## PROBLEM REQUIREMENTS
Only the number is requested. Tally the lines of the data that hold the string "signed".

------------

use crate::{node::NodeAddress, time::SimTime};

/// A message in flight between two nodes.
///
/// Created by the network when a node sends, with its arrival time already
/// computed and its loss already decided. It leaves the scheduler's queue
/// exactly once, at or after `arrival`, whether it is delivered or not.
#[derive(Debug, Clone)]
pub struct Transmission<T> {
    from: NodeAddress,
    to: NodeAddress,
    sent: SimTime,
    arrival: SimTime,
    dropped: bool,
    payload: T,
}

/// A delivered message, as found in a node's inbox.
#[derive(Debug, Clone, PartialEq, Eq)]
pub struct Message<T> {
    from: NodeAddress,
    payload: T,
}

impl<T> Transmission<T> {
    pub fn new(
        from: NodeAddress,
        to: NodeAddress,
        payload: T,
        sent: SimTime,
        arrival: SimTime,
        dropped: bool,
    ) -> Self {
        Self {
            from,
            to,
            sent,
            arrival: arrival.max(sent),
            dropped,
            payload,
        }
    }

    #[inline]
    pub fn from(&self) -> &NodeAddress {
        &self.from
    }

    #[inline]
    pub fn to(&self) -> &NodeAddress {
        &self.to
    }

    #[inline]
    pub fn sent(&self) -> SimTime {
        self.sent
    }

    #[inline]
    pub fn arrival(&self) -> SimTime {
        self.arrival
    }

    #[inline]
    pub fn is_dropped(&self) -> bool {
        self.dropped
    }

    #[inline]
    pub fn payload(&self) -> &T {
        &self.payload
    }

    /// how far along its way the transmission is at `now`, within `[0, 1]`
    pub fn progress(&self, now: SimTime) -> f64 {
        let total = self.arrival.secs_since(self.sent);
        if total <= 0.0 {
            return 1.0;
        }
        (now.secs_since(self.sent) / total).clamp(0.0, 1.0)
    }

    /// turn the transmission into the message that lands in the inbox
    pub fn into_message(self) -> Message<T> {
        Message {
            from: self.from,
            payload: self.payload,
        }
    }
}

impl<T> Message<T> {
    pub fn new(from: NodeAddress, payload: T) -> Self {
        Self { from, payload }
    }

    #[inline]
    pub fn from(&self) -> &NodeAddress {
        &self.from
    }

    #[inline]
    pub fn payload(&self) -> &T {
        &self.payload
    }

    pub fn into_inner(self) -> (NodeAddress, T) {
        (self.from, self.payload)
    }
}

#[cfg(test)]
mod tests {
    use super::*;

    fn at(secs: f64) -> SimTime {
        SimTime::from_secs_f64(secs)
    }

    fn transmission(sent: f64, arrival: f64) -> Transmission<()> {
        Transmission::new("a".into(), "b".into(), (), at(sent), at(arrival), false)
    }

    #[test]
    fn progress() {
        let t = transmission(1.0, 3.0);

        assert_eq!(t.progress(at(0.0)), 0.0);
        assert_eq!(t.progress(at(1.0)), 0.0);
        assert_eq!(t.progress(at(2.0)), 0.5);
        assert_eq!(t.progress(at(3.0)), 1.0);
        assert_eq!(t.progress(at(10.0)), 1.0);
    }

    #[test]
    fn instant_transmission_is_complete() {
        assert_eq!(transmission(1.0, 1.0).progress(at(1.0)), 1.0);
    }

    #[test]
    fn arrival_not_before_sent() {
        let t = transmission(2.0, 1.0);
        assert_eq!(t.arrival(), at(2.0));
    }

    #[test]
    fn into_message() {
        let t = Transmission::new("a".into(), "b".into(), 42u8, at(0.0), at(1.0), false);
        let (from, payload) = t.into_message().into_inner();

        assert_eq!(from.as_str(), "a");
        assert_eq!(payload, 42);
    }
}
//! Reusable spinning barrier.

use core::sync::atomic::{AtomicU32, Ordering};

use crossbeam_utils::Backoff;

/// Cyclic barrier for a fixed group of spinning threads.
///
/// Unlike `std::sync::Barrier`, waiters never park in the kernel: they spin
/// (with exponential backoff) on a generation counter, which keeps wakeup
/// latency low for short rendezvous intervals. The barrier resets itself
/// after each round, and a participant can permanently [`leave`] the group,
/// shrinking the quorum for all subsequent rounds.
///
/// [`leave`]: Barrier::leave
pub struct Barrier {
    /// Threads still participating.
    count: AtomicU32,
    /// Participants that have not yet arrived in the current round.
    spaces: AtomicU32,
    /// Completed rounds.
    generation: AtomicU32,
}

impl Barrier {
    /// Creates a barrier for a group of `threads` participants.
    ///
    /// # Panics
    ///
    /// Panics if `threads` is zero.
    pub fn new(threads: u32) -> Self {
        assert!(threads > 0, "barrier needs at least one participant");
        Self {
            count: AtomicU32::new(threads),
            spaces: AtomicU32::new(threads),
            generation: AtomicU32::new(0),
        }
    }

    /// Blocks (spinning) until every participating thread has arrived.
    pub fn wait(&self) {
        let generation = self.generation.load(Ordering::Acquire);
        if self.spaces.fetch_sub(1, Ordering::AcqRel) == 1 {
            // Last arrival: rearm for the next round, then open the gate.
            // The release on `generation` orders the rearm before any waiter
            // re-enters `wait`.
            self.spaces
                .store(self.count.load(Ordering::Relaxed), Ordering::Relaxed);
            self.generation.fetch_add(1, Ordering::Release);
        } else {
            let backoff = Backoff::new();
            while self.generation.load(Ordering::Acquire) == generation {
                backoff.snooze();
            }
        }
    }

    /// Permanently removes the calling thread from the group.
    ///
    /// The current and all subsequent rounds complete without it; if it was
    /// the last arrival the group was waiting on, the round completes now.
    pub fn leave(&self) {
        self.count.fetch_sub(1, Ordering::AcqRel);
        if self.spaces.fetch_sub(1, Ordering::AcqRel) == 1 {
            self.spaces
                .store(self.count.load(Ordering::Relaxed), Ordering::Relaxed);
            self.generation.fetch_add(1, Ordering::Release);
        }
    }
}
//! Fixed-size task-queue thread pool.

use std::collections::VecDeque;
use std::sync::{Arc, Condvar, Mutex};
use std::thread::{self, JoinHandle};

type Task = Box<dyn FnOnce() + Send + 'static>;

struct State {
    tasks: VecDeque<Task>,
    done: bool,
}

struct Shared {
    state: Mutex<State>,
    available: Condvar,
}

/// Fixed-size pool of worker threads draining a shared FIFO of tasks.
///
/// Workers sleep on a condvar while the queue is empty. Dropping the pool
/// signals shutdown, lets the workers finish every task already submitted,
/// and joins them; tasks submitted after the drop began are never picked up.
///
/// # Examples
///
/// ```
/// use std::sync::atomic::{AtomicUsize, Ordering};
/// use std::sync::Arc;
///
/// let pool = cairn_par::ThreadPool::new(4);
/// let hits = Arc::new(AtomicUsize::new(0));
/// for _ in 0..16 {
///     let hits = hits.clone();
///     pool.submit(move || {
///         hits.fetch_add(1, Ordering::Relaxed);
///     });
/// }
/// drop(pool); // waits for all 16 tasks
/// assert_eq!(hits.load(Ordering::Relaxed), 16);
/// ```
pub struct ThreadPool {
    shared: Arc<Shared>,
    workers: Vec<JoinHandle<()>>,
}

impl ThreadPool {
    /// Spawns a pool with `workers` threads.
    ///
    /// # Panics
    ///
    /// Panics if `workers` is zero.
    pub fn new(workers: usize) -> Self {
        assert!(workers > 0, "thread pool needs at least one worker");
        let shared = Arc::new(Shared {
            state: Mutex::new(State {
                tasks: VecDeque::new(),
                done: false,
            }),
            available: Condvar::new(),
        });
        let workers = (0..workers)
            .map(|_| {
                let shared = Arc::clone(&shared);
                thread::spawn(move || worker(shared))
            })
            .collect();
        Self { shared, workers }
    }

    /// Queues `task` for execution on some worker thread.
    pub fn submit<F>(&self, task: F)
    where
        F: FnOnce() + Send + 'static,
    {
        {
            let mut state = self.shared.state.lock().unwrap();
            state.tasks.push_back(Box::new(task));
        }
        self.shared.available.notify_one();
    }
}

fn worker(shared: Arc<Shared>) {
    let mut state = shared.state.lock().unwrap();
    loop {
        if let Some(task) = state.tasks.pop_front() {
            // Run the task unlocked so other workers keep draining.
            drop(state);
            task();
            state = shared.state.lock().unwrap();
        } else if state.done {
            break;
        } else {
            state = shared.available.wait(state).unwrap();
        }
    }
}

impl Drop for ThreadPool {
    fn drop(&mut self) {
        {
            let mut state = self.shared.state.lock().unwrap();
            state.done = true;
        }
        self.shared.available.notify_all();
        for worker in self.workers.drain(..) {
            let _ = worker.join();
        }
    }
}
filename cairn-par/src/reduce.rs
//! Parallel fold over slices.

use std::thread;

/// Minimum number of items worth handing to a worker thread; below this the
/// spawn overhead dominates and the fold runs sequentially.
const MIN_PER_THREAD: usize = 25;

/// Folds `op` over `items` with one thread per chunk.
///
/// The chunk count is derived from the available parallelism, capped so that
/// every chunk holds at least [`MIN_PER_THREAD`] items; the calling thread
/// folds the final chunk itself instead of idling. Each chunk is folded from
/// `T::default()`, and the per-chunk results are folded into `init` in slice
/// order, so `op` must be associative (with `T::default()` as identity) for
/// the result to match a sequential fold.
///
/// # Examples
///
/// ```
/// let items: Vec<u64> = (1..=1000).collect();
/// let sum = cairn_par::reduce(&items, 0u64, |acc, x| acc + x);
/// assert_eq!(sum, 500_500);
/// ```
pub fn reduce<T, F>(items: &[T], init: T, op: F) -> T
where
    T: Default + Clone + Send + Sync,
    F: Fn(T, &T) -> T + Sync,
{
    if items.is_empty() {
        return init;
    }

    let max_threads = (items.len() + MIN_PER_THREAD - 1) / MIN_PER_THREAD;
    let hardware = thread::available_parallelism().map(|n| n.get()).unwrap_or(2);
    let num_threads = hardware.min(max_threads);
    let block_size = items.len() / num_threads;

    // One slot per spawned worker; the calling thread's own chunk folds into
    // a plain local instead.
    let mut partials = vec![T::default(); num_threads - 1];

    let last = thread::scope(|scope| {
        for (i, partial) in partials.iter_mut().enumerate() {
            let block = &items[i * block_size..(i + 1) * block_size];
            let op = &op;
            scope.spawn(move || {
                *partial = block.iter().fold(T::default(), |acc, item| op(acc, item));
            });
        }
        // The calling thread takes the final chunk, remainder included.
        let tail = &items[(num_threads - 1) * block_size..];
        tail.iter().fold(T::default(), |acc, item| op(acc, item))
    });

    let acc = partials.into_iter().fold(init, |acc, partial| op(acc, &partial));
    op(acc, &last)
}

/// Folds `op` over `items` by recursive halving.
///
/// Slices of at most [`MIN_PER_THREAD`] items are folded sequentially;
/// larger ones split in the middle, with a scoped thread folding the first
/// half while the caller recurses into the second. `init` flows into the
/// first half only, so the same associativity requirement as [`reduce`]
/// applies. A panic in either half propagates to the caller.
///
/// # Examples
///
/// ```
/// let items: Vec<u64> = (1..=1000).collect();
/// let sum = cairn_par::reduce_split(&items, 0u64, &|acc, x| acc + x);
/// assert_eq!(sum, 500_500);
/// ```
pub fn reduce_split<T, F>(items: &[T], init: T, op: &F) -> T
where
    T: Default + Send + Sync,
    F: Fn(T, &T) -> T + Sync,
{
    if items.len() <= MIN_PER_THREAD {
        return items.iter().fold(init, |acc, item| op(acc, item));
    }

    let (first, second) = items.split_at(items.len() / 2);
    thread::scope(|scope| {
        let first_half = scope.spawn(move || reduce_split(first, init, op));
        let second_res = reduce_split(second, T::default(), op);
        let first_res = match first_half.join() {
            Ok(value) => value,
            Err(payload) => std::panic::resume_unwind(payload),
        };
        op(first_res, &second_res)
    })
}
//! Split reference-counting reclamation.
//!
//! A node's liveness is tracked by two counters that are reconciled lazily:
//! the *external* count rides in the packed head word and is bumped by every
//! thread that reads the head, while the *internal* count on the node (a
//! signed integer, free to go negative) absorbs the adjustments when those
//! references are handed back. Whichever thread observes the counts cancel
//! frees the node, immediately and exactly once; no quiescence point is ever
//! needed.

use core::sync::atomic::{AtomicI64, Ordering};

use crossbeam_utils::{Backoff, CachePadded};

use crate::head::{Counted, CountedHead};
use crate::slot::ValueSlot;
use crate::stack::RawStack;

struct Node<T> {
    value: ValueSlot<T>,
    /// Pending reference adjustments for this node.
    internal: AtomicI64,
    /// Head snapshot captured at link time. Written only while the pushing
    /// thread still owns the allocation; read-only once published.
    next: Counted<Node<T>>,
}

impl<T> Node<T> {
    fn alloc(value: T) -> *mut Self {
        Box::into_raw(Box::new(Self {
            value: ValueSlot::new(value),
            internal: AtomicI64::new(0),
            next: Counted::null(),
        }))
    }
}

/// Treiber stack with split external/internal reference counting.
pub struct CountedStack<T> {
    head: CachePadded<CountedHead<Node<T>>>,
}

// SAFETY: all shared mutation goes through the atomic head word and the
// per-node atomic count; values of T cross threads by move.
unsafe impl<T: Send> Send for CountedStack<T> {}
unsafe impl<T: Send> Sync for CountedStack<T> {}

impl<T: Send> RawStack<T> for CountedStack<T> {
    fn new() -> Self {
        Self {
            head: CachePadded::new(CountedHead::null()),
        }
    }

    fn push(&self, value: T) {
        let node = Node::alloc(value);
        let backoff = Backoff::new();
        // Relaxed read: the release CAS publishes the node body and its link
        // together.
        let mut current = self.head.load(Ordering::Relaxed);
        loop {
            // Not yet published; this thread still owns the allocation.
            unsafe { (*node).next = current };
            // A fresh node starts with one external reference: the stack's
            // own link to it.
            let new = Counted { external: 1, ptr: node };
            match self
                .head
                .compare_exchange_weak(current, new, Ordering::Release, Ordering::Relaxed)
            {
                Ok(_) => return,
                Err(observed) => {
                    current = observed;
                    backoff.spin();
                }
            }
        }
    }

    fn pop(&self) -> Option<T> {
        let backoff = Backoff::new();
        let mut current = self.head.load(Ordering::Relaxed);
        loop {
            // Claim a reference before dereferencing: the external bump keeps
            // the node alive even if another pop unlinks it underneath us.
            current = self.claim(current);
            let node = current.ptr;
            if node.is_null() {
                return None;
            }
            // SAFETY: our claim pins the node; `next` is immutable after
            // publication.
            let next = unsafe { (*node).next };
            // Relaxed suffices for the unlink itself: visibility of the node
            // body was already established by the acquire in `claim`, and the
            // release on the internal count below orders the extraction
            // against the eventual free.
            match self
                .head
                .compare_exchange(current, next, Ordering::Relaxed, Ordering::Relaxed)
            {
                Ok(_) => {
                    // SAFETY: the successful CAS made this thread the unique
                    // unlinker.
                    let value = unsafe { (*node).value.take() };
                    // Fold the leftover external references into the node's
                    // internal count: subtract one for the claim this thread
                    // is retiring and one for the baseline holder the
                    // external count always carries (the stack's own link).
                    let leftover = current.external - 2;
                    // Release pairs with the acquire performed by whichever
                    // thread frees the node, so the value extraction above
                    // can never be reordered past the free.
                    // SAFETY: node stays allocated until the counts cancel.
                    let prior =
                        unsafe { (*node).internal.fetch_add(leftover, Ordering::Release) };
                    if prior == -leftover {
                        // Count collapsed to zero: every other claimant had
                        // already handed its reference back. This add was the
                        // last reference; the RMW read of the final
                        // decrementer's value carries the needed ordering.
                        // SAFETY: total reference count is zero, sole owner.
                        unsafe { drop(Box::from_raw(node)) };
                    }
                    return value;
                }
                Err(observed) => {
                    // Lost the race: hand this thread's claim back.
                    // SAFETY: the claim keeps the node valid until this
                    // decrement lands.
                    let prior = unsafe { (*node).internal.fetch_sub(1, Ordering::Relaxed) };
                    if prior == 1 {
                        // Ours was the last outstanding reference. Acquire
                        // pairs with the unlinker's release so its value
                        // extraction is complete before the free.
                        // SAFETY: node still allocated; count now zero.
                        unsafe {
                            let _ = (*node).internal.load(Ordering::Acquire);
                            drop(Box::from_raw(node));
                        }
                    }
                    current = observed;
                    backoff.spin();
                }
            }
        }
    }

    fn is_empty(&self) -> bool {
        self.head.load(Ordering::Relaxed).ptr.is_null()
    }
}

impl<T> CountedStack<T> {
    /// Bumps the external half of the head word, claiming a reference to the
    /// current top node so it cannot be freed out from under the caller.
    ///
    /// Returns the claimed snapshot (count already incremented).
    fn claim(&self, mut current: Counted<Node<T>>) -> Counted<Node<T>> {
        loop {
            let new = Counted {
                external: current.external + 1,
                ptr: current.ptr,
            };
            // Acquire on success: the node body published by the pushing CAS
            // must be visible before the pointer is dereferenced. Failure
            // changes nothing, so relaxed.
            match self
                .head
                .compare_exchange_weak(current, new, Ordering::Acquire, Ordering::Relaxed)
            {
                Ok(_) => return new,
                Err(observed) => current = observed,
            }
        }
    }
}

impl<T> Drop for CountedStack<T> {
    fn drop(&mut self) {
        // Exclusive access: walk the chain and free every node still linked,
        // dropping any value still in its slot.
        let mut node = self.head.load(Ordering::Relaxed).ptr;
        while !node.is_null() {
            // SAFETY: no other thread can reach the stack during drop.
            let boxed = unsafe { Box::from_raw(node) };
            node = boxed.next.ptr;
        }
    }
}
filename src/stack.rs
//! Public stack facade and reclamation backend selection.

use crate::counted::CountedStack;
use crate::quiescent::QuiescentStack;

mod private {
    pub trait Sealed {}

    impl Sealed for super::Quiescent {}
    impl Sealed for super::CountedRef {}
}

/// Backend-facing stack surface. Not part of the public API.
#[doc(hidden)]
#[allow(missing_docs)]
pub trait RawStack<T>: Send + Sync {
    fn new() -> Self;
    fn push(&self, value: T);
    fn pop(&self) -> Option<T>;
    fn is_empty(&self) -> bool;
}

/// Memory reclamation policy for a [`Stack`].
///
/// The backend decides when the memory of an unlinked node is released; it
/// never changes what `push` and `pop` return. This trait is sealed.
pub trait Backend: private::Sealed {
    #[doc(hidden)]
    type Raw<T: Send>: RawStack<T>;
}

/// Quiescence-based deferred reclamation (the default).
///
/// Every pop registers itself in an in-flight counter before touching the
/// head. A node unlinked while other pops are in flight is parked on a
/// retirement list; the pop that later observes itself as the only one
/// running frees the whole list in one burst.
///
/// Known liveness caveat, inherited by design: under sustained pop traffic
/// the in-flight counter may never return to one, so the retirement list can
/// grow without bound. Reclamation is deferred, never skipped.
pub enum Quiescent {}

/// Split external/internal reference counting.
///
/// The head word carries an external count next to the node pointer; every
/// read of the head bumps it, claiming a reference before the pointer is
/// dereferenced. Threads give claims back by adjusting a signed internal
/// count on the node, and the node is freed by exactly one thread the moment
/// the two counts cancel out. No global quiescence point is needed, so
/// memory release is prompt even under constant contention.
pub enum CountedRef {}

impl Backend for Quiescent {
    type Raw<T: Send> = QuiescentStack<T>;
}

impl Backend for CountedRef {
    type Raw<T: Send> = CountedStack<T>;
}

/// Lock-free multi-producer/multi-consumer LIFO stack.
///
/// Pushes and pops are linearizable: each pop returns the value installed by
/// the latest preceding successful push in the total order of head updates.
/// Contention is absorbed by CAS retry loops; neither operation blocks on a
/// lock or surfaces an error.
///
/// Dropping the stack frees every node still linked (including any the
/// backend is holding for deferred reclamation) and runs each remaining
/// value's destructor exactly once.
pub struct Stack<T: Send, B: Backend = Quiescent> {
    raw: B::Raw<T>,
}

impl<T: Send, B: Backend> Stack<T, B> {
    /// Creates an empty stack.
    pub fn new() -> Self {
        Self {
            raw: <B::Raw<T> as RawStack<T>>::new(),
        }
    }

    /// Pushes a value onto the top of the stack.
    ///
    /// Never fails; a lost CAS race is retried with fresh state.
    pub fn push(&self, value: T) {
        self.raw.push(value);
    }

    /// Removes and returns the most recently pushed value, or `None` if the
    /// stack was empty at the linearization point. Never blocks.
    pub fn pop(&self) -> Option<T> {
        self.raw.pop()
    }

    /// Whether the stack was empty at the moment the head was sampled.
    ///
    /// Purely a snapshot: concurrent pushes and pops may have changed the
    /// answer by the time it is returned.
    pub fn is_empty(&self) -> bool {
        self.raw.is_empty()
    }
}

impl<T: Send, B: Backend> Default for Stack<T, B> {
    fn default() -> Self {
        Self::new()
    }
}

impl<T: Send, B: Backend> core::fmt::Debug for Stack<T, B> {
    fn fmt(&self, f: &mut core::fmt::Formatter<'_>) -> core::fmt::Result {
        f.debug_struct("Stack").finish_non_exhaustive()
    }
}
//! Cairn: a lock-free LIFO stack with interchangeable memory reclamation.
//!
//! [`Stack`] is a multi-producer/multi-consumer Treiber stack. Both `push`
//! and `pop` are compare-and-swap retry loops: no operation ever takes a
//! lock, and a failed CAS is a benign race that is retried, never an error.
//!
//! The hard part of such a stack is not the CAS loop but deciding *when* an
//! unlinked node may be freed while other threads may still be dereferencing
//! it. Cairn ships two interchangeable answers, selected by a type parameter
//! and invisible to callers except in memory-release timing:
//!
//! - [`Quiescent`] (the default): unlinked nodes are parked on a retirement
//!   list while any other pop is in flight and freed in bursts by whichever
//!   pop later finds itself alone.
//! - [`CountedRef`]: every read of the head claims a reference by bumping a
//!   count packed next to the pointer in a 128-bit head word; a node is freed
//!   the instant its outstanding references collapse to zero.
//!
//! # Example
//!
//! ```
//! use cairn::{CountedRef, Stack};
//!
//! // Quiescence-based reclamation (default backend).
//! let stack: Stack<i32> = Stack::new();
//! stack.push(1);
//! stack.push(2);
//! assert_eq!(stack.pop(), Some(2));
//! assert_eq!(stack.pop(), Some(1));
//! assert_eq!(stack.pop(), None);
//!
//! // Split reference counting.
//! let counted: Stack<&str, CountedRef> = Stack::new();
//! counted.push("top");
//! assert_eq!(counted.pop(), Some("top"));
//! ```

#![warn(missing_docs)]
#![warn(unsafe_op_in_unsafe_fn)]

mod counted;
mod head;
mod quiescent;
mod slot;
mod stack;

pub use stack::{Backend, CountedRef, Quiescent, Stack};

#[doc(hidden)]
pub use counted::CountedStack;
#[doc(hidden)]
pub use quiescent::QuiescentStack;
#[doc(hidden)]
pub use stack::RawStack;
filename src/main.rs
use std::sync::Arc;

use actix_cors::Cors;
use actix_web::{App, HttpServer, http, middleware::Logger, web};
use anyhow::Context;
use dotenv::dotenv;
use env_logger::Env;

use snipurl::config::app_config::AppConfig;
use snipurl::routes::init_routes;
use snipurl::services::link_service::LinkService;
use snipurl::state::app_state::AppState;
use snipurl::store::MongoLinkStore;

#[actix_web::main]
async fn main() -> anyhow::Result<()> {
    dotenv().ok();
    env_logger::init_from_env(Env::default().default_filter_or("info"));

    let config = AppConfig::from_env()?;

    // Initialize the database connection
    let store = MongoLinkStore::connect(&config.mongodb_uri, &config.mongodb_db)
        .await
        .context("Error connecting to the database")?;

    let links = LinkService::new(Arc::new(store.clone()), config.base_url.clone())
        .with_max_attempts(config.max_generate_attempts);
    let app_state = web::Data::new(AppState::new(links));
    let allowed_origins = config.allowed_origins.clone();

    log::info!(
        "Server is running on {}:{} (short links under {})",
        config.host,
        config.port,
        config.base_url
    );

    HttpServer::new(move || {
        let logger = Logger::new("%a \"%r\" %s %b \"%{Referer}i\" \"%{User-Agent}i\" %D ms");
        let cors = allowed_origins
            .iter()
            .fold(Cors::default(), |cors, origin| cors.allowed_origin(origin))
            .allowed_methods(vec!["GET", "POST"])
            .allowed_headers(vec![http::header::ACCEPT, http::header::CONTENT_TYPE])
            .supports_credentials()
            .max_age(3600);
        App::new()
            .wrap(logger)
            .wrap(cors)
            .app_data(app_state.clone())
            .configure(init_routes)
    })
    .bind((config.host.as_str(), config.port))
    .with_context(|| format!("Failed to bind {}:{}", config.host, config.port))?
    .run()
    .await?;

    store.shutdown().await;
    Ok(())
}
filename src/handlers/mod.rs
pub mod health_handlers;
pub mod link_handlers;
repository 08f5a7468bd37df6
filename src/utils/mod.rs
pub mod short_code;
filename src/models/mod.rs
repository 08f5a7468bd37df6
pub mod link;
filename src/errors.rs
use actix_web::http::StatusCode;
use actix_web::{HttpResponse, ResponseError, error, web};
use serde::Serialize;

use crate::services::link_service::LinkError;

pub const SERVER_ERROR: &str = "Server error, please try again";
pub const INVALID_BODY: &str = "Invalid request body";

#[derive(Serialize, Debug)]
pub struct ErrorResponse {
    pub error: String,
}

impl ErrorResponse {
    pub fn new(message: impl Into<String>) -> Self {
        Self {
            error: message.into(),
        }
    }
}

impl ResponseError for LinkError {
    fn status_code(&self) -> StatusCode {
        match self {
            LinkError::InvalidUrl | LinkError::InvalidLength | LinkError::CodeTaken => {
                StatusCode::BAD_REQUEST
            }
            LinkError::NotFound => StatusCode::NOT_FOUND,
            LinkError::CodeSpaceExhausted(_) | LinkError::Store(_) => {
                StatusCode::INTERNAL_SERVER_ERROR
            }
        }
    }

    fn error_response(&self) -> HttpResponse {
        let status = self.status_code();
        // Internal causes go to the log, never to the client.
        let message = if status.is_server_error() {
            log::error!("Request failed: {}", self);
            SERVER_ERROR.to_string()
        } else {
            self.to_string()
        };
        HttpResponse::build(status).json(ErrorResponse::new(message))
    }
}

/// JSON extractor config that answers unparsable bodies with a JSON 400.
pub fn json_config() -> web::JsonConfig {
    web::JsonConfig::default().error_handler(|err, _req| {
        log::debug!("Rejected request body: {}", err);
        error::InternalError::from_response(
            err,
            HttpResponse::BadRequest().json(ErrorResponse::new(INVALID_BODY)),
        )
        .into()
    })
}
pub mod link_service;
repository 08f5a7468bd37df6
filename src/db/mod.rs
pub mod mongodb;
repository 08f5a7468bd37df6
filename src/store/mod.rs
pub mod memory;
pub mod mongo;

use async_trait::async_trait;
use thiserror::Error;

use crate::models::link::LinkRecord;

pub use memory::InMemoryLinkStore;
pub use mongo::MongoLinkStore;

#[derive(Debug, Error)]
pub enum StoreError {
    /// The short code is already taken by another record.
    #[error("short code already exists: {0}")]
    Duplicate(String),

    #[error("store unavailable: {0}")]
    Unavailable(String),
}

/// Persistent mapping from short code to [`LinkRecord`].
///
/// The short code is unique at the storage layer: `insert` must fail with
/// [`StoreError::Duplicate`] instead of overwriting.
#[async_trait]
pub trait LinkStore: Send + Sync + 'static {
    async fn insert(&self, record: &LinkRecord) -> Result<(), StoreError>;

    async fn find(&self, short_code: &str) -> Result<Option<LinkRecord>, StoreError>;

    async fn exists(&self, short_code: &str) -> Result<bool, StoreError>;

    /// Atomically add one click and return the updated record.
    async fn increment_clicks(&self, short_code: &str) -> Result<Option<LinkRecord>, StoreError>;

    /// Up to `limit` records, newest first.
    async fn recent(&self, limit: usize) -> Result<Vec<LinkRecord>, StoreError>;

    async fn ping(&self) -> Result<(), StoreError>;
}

------------

## WRITTEN REPLY
2